Our research deals with different aspects of acoustic scene analysis, including classification of scenes and sound events, sound event detection and localization, continual learning for audio classification, data collection and annotation process, and evaluation procedures.

Projects

Teaching Machines to Listen

Teaching machines to listen

Funded by Academy of Finland, 2020-2025

This project will investigate methods for sound event detection and classification based on noisy data produced by crowdsourcing of annotations, to simulate the way humans learn about their acoustic environment. We work with methods from natural language processing, computational linguistics, and deep learning.
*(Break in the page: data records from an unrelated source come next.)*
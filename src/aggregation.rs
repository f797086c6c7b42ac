// Numeric aggregation over one (metric, entity, window) group.
// Aggregation types are a closed set registered once in AGGREGATIONS; the identifier
// lookup and the function dispatch both go through that table.

use std::fmt;
use std::str::FromStr;

use serde::Serialize;

use crate::error::ConfigError;

#[derive(Debug, Clone, Copy, PartialEq, Eq, Hash, PartialOrd, Ord, Serialize)]
#[serde(rename_all = "lowercase")]
pub enum AggregationType {
    Sum,
    Avg,
    Count,
    Min,
    Max,
    Median,
    Std,
    Var,
}

type AggregateFn = fn(&[f64]) -> f64;

struct Registration {
    kind: AggregationType,
    name: &'static str,
    apply: AggregateFn,
}

/// Ordered by enum discriminant so `kind as usize` indexes it.
const AGGREGATIONS: &[Registration] = &[
    Registration {
        kind: AggregationType::Sum,
        name: "sum",
        apply: sum,
    },
    Registration {
        kind: AggregationType::Avg,
        name: "avg",
        apply: mean,
    },
    Registration {
        kind: AggregationType::Count,
        name: "count",
        apply: count,
    },
    Registration {
        kind: AggregationType::Min,
        name: "min",
        apply: min,
    },
    Registration {
        kind: AggregationType::Max,
        name: "max",
        apply: max,
    },
    Registration {
        kind: AggregationType::Median,
        name: "median",
        apply: median,
    },
    Registration {
        kind: AggregationType::Std,
        name: "std",
        apply: std_dev,
    },
    Registration {
        kind: AggregationType::Var,
        name: "var",
        apply: variance,
    },
];

impl AggregationType {
    pub fn all() -> impl Iterator<Item = AggregationType> {
        AGGREGATIONS.iter().map(|r| r.kind)
    }

    pub fn as_str(self) -> &'static str {
        registration(self).name
    }
}

fn registration(kind: AggregationType) -> &'static Registration {
    &AGGREGATIONS[kind as usize]
}

impl FromStr for AggregationType {
    type Err = ConfigError;

    fn from_str(s: &str) -> Result<Self, Self::Err> {
        let wanted = s.trim().to_ascii_lowercase();
        AGGREGATIONS
            .iter()
            .find(|r| r.name == wanted)
            .map(|r| r.kind)
            .ok_or_else(|| ConfigError::UnsupportedAggregation(s.to_string()))
    }
}

impl fmt::Display for AggregationType {
    fn fmt(&self, f: &mut fmt::Formatter<'_>) -> fmt::Result {
        f.write_str(self.as_str())
    }
}

/// Applies `kind` to the finite values in `values`. `None` when nothing finite is left.
pub fn aggregate(values: &[f64], kind: AggregationType) -> Option<f64> {
    let finite: Vec<f64> = values.iter().copied().filter(|v| v.is_finite()).collect();
    if finite.is_empty() {
        return None;
    }
    Some((registration(kind).apply)(&finite))
}

/// Numeric coercion for raw warehouse values. Text that does not parse, and NaN/inf,
/// is excluded rather than read as zero.
pub fn coerce_value(raw: &str) -> Option<f64> {
    let trimmed = raw.trim();
    if trimmed.is_empty() {
        return None;
    }
    trimmed.parse::<f64>().ok().filter(|v| v.is_finite())
}

fn sum(v: &[f64]) -> f64 {
    v.iter().sum()
}

fn count(v: &[f64]) -> f64 {
    v.len() as f64
}

fn mean(v: &[f64]) -> f64 {
    sum(v) / (v.len() as f64)
}

fn min(v: &[f64]) -> f64 {
    v.iter().copied().fold(f64::INFINITY, f64::min)
}

fn max(v: &[f64]) -> f64 {
    v.iter().copied().fold(f64::NEG_INFINITY, f64::max)
}

/// Even counts interpolate halfway between the two middle ranks.
fn median(v: &[f64]) -> f64 {
    let mut sorted = v.to_vec();
    sorted.sort_by(f64::total_cmp);
    let mid = sorted.len() / 2;
    if sorted.len() % 2 == 0 {
        (sorted[mid - 1] + sorted[mid]) / 2.0
    } else {
        sorted[mid]
    }
}

/// Population variance (divides by n).
fn variance(v: &[f64]) -> f64 {
    let m = mean(v);
    v.iter().map(|x| (x - m) * (x - m)).sum::<f64>() / (v.len() as f64)
}

fn std_dev(v: &[f64]) -> f64 {
    variance(v).sqrt()
}

#[cfg(test)]
mod tests {
    use super::*;

    #[test]
    fn registry_is_indexed_by_discriminant() {
        for (i, r) in AGGREGATIONS.iter().enumerate() {
            assert_eq!(r.kind as usize, i, "{} out of order", r.name);
        }
        assert_eq!(AggregationType::all().count(), 8);
    }

    #[test]
    fn identifiers_round_trip_through_the_table() {
        for kind in AggregationType::all() {
            assert_eq!(kind.as_str().parse::<AggregationType>().unwrap(), kind);
        }
        assert_eq!(" AVG ".parse::<AggregationType>().unwrap(), AggregationType::Avg);
        assert_eq!(
            "stdev".parse::<AggregationType>().unwrap_err(),
            ConfigError::UnsupportedAggregation("stdev".into())
        );
    }

    #[test]
    fn coercion_excludes_text_and_non_finite() {
        assert_eq!(coerce_value(" 12.5 "), Some(12.5));
        assert_eq!(coerce_value("1e3"), Some(1000.0));
        assert_eq!(coerce_value("bad"), None);
        assert_eq!(coerce_value(""), None);
        assert_eq!(coerce_value("NaN"), None);
        assert_eq!(coerce_value("inf"), None);
    }

    #[test]
    fn non_finite_inputs_are_ignored() {
        let v = [1.0, f64::NAN, 3.0, f64::INFINITY];
        assert_eq!(aggregate(&v, AggregationType::Count), Some(2.0));
        assert_eq!(aggregate(&v, AggregationType::Avg), Some(2.0));
        assert_eq!(aggregate(&[f64::NAN], AggregationType::Sum), None);
    }
}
We aim to advance state-of-the art by providing novel approaches for learning from noisy data in an efficient way.

 

Continual learning of sounds with deep neural networks

Funded by Jane and Aatos Erkko Foundation, 5.2024-4.2027

This project investigates continual learning in acoustic environments, by incrementally introducing new information to be learned. The notion of continual learning is used to indicate learning of information in successive bursts, where input data is used to extend the existing model’s knowledge by further training it. The most important aspect of incremental learning is to learn or adapt the model to the new data without forgetting the existing knowledge. When learning about acoustic environments, there are multiple ways such incremental tasks can be expressed, depending on the information available for learning. This work aims to open a few directions of research for incremental learning of audio.

 

Guided audio captioning for complex acoustic environments (GUIDE)

Acoustic scene

Funded by Jane and Aatos Erkko Foundation, 2022-2023

This project will investigate audio captioning as textual description of the most important sounds in the scene, guided towards finding the most important content while ignoring other sounds, similar to humans. We are interested to understand to what extent automatically produced audio captioning is suitable for subtitling for deaf and hard-of-hearing, if the manual work required for the descriptions of the non-speech soundtrack can be replaced by automatic methods, similar to the dialogue being translated into subtitles using automatic speech recognition.
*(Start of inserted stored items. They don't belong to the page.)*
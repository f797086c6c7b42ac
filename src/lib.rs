// Library for tests to access modules

pub mod aggregation;
pub mod backfill;
pub mod config;
pub mod engine;
pub mod error;
pub mod models;
pub mod registry;
pub mod retry;
pub mod routes;
pub mod schedule;
pub mod warehouse;
pub mod window;
// GET handlers: version, health, api/runs

use axum::{extract::State, response::IntoResponse};

use super::AppState;
use crate::engine::{JobRunStatus, RunOutcome};

/// Package name (from Cargo.toml).
const NAME: &str = env!("CARGO_PKG_NAME");
/// Package version (from Cargo.toml).
const VERSION: &str = env!("CARGO_PKG_VERSION");

/// GET /version returns service name and version (from Cargo.toml at build time).
pub(super) async fn version_handler() -> impl IntoResponse {
    axum::Json(serde_json::json!({
        "name": NAME,
        "version": VERSION,
    }))
}

/// GET /health reports liveness plus a count of jobs whose latest run did not succeed.
pub(super) async fn health_handler(State(state): State<AppState>) -> impl IntoResponse {
    let board = state.board.read().await;
    let failing = board
        .values()
        .filter(|s| s.outcome != RunOutcome::Succeeded)
        .count();
    axum::Json(serde_json::json!({
        "status": "ok",
        "jobsTracked": board.len(),
        "jobsFailing": failing,
        "tickIntervalSecs": state.config.scheduler.tick_interval_secs,
    }))
}

/// GET /api/runs returns the latest run of each job, ordered by job name.
pub(super) async fn runs_handler(State(state): State<AppState>) -> impl IntoResponse {
    let runs: Vec<JobRunStatus> = state.board.read().await.values().cloned().collect();
    axum::Json(runs)
}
This work is a collaboration with Assoc. Prof. Maija Hirvonen (Translation Studies, Linguistics, Tampere University).

 

Audio-visual scene analysis

Postgraduate research, funded by Tampere University 

Shanshan is working on analysis of multimodal information for scene analysis.

The way humans understand the world is not only based on what we hear, but involves all senses. Inspired by this, multi-modal analysis, especially audio-visual analysis, gained increasing popularity in machine learning. Our first study on this topic showed that joint modeling of audio and visual modalities brings significant improvement compared to the individual models for scene classification.

 

Spatial analysis of acoustic scenes

Postgraduate research

Daniel is investigating methods for utilizing spatial audio in computational acoustic scene analysis.

The project aims at exploiting spatial cues derived from binaural recordings and microphone arrays to provide complex descriptions of acoustic environments. The planned work comprises joint use of several audio tasks, including sound event detection, sound source localization and acoustic scene classification.